Lisa Roach

Lisa is a Production Engineer at Facebook and a CPython Core Developer. She is passionate about Python, and has spent time using Python on networking and security teams, and now focuses on improving the language itself and enabling other users of it.

Extending GDB with Python

Python & Libraries, Advanced
8/17/2019 | 2:50 PM-3:20 PM | Robertson

Description

GDB is powerful, and can be extended with Python to do more than just one-off debugging. This talk will describe using Python with GDB to with GDB to write tools that interact with running processes, highlighting GDB’s ability to call C functions and how this can be coupled with Python’s C-API to inject code without needing to stop the process.

Abstract

Outline

The first half of the talk will be introductory in nature. I will talk about GDB and some of the specifics of how it can be extended with Python. The second half of the talk I will use the things discussed to create a program that does simple memory analysis of all objects in a running Python process.

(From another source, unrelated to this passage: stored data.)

use pgsession_core::{Charset, SessionError, SessionResult};
use std::future::Future;
use std::time::Duration;
use tokio::io::{AsyncBufReadExt, AsyncRead, AsyncReadExt, BufReader};
use tokio_util::sync::CancellationToken;

/// Upper bound for any single message or unframed string.
pub const DEFAULT_MAX_MESSAGE_SIZE: usize = 16 * 1024 * 1024;

/// A decoded null-terminated string together with the number of bytes it
/// occupied on the wire, terminator included.
#[derive(Debug, Clone, PartialEq, Eq)]
pub struct CString {
    pub text: String,
    pub wire_len: usize,
}

/// Reads the protocol's primitive types from a transport.
///
/// Every read blocks until the requested bytes arrive. A read fails with a
/// stream error when the transport is exhausted, when the kill signal fires
/// or when the idle timeout elapses.
pub struct RawReader<R> {
    inner: BufReader<R>,
    charset: Charset,
    kill: CancellationToken,
    idle_timeout: Option<Duration>,
    max_message_size: usize,
}

impl<R: AsyncRead + Unpin> RawReader<R> {
    pub fn new(inner: R) -> Self {
        Self {
            inner: BufReader::new(inner),
            charset: Charset::default(),
            kill: CancellationToken::new(),
            idle_timeout: None,
            max_message_size: DEFAULT_MAX_MESSAGE_SIZE,
        }
    }

    pub fn with_kill_signal(mut self, kill: CancellationToken) -> Self {
        self.kill = kill;
        self
    }

    pub fn with_idle_timeout(mut self, idle_timeout: Option<Duration>) -> Self {
        self.idle_timeout = idle_timeout;
        self
    }

    pub fn with_charset(mut self, charset: Charset) -> Self {
        self.charset = charset;
        self
    }

    pub fn charset(&self) -> Charset {
        self.charset
    }

    /// The token that interrupts this reader's blocking reads.
    pub fn kill_signal(&self) -> CancellationToken {
        self.kill.clone()
    }

    pub fn set_charset(&mut self, charset: Charset) {
        self.charset = charset;
    }

    pub fn max_message_size(&self) -> usize {
        self.max_message_size
    }

    pub async fn read_i32(&mut self) -> SessionResult<i32> {
        let mut buf = [0u8; 4];
        self.fill(&mut buf).await?;
        Ok(i32::from_be_bytes(buf))
    }

    pub async fn read_i16(&mut self) -> SessionResult<i16> {
        let mut buf = [0u8; 2];
        self.fill(&mut buf).await?;
        Ok(i16::from_be_bytes(buf))
    }

    pub async fn read_i8(&mut self) -> SessionResult<i8> {
        Ok(self.read_u8().await? as i8)
    }

    /// One raw byte, e.g. a message tag or a selector character.
    pub async fn read_u8(&mut self) -> SessionResult<u8> {
        let mut buf = [0u8; 1];
        self.fill(&mut buf).await?;
        Ok(buf[0])
    }

    pub async fn read_bytes(&mut self, len: usize) -> SessionResult<Vec<u8>> {
        if len > self.max_message_size {
            return Err(SessionError::protocol(format!(
                "refusing to read {len} bytes"
            )));
        }
        let mut buf = vec![0u8; len];
        self.fill(&mut buf).await?;
        Ok(buf)
    }

    /// Reads a null-terminated string of at most `limit` bytes including the
    /// terminator. Running into the limit without a terminator is a framing
    /// violation: the string would cross the message boundary.
    pub async fn read_cstring(&mut self, limit: usize) -> SessionResult<CString> {
        let Self {
            inner,
            kill,
            idle_timeout,
            charset,
            ..
        } = self;
        let mut bytes = Vec::new();
        let mut limited = (&mut *inner).take(limit as u64);
        guarded(kill, *idle_timeout, limited.read_until(0, &mut bytes)).await?;
        if bytes.last() != Some(&0) {
            if bytes.len() == limit {
                return Err(SessionError::sync(format!(
                    "string not terminated within {limit} bytes"
                )));
            }
            return Err(SessionError::Stream(std::io::Error::new(
                std::io::ErrorKind::UnexpectedEof,
                "stream ended inside a string",
            )));
        }
        let wire_len = bytes.len();
        bytes.pop();
        Ok(CString {
            text: charset.decode(&bytes).into_owned(),
            wire_len,
        })
    }

    /// Reads `len` bytes holding consecutive null-terminated strings. Only used
    /// for the startup parameter block, whose last byte must be a terminator.
    pub async fn read_string_list(&mut self, len: usize) -> SessionResult<Vec<String>> {
        let buf = self.read_bytes(len).await?;
        if buf.last() != Some(&0) {
            return Err(SessionError::protocol(
                "startup parameters are not null terminated",
            ));
        }
        Ok(buf[..buf.len() - 1]
            .split(|&b| b == 0)
            .map(|s| self.charset.decode(s).into_owned())
            .collect())
    }

    async fn fill(&mut self, buf: &mut [u8]) -> SessionResult<()> {
        let Self {
            inner,
            kill,
            idle_timeout,
            ..
        } = self;
        guarded(kill, *idle_timeout, inner.read_exact(buf)).await?;
        Ok(())
    }
}

async fn guarded<T, F>(kill: &CancellationToken, idle: Option<Duration>, read: F) -> SessionResult<T>
where
    F: Future<Output = std::io::Result<T>>,
{
    let bounded = async {
        match idle {
            Some(limit) => match tokio::time::timeout(limit, read).await {
                Ok(res) => res.map_err(SessionError::Stream),
                Err(_) => Err(SessionError::IdleTimeout(limit.as_secs())),
            },
            None => read.await.map_err(SessionError::Stream),
        }
    };
    tokio::select! {
        biased;
        _ = kill.cancelled() => Err(SessionError::Killed),
        res = bounded => res,
    }
}

/// Reads the fields of tagged messages while accounting for every byte.
///
/// `read_command` seeds a remaining-byte counter from the declared length.
/// Each field read is checked against it before touching the transport, so a
/// handler can never read into the next message, and `check_exhausted`
/// rejects a handler that left bytes behind.
pub struct FramedReader<R> {
    raw: RawReader<R>,
    remaining: usize,
}

impl<R: AsyncRead + Unpin> FramedReader<R> {
    pub fn new(raw: RawReader<R>) -> Self {
        Self { raw, remaining: 0 }
    }

    pub fn raw_mut(&mut self) -> &mut RawReader<R> {
        &mut self.raw
    }

    pub fn remaining(&self) -> usize {
        self.remaining
    }

    pub fn charset(&self) -> Charset {
        self.raw.charset()
    }

    pub fn kill_signal(&self) -> CancellationToken {
        self.raw.kill_signal()
    }

    /// Reads a tag and a declared length; returns the tag.
    pub async fn read_command(&mut self) -> SessionResult<u8> {
        let tag = self.raw.read_u8().await?;
        let len = self.raw.read_i32().await?;
        if len < 4 {
            return Err(SessionError::sync(format!(
                "message {:?} declares length {len}",
                tag as char
            )));
        }
        let body = len as usize - 4;
        if body > self.raw.max_message_size() {
            return Err(SessionError::protocol(format!(
                "message {:?} of {body} bytes exceeds the size limit",
                tag as char
            )));
        }
        self.remaining = body;
        Ok(tag)
    }

    pub async fn read_i32(&mut self) -> SessionResult<i32> {
        self.consume(4)?;
        self.raw.read_i32().await
    }

    pub async fn read_i16(&mut self) -> SessionResult<i16> {
        self.consume(2)?;
        self.raw.read_i16().await
    }

    pub async fn read_i8(&mut self) -> SessionResult<i8> {
        self.consume(1)?;
        self.raw.read_i8().await
    }

    pub async fn read_u8(&mut self) -> SessionResult<u8> {
        self.consume(1)?;
        self.raw.read_u8().await
    }

    pub async fn read_cstring(&mut self) -> SessionResult<String> {
        if self.remaining == 0 {
            return Err(SessionError::sync("no bytes left for a string"));
        }
        let s = self.raw.read_cstring(self.remaining).await?;
        self.remaining -= s.wire_len;
        Ok(s.text)
    }

    pub async fn read_bytes(&mut self, len: usize) -> SessionResult<Vec<u8>> {
        self.consume(len)?;
        self.raw.read_bytes(len).await
    }

    /// Everything left in the current message.
    pub async fn read_rest(&mut self) -> SessionResult<Vec<u8>> {
        let len = self.remaining;
        self.read_bytes(len).await
    }

    pub fn check_exhausted(&self) -> SessionResult<()> {
        if self.remaining != 0 {
            return Err(SessionError::sync(format!(
                "{} unread bytes at end of message",
                self.remaining
            )));
        }
        Ok(())
    }

    fn consume(&mut self, len: usize) -> SessionResult<()> {
        if len > self.remaining {
            return Err(SessionError::sync(format!(
                "read of {len} bytes past message boundary ({} left)",
                self.remaining
            )));
        }
        self.remaining -= len;
        Ok(())
    }
}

  1. Introduction- who I am, what this talk is about (1 min)
  2. GDB Introduction (3 min) a. What it is typically used for- debugging segfaults, etc b. How it works- ptrace under the hood c. Can execute C code (this will be important later in the talk) d. Source files (also important later in the talk)
  3. GDB Python API (6 min) a. Accessing Python from GDB: basic commands (python [command], source, py-list, etc) b. Accessing GDB from Python: To use GDB in Python, from a GDB process, you can import gdb and all of the API is available to you. The API has extensive options to allow for many types of analysis but I will focus on some of the more basic options: executing GDB CLI strings, setting GDB parameters, and creating custom GDB commands. Docs: https://sourceware.org/gdb/current/onlinedocs/gdb/Python-API.html#Python-API c. Show an example using gdb and Python’s C-API: gdb.execute(‘call PyRun_SimpleString(“print(‘Hello World’)”)’)
  4. Problem Statement: I want to know what objects are taking up the most memory in my program, but I don’t want to (or more realistically, can’t) add code to my process to do the data collection. Solution: Use GDB to inject into my running process some memory analysis code (we can use open-source projects like objgraph or pympler to do the memory work for us) and get that data back without killing the debugged process. (2 min)
  5. Launch a GDB subprocess and attach to the running process we are interested in debugging. (2 min)
  6. In the GDB subprocess command, connect to a Python script file that GDB can use as a ‘source file’. This file will be able to import gdb and use the GDB Python API to create custom commands. (1 mins)
  7. Write a custom command by inheriting from gdb.Command and using gdb.execute with PyRun_SimpleString (3 mins)
  8. Memory analysis tools can be injected the same way as print(‘Hello World’) using PyRun_SimpleString, but PyRun_SimpleString only likes one line at a time. To get around this, I place all the code I would like executed in another file, and have PyRun_SimpleString run an exec(file.read()) on the open file (3 mins)
  9. Two gotchas: locking the GIL, and making sure the running process has access to the memory analysis modules (2 min)
  10. Conclusion (2 min)